_DATA UNDER STUDY_
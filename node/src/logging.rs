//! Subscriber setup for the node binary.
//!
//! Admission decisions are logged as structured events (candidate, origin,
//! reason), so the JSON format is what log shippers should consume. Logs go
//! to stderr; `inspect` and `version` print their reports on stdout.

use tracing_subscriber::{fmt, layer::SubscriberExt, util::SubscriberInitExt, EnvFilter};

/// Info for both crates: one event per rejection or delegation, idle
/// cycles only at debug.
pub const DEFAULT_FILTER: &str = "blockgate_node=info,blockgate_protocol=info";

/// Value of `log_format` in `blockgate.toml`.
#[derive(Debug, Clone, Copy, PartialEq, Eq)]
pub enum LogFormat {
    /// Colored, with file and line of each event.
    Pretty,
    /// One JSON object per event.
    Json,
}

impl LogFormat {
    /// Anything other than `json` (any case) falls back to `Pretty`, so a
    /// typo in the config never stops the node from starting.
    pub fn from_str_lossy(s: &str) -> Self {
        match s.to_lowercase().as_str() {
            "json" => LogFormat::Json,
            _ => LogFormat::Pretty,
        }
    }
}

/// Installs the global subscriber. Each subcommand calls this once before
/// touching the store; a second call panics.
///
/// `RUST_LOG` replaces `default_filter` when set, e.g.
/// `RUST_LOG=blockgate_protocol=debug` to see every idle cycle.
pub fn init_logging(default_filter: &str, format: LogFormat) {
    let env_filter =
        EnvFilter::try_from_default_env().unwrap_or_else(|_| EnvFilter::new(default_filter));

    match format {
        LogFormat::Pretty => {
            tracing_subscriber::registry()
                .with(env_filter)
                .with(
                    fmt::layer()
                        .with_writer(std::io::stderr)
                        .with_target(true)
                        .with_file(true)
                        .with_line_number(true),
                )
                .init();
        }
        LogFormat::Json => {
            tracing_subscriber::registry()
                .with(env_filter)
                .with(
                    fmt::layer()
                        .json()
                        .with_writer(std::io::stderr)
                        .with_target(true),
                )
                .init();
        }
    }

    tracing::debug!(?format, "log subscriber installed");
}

_DIRECTIONS FOR THIS TASK_
Restate, please, word for word the span of records running from the first line to the line bearing "of each event.", both included, and nothing outside it.

_WRITTEN SOLUTION_
filename node/src/logging.rs
//! Subscriber setup for the node binary.
//!
//! Admission decisions are logged as structured events (candidate, origin,
//! reason), so the JSON format is what log shippers should consume. Logs go
//! to stderr; `inspect` and `version` print their reports on stdout.

use tracing_subscriber::{fmt, layer::SubscriberExt, util::SubscriberInitExt, EnvFilter};

/// Info for both crates: one event per rejection or delegation, idle
/// cycles only at debug.
pub const DEFAULT_FILTER: &str = "blockgate_node=info,blockgate_protocol=info";

/// Value of `log_format` in `blockgate.toml`.
#[derive(Debug, Clone, Copy, PartialEq, Eq)]
pub enum LogFormat {
    /// Colored, with file and line of each event.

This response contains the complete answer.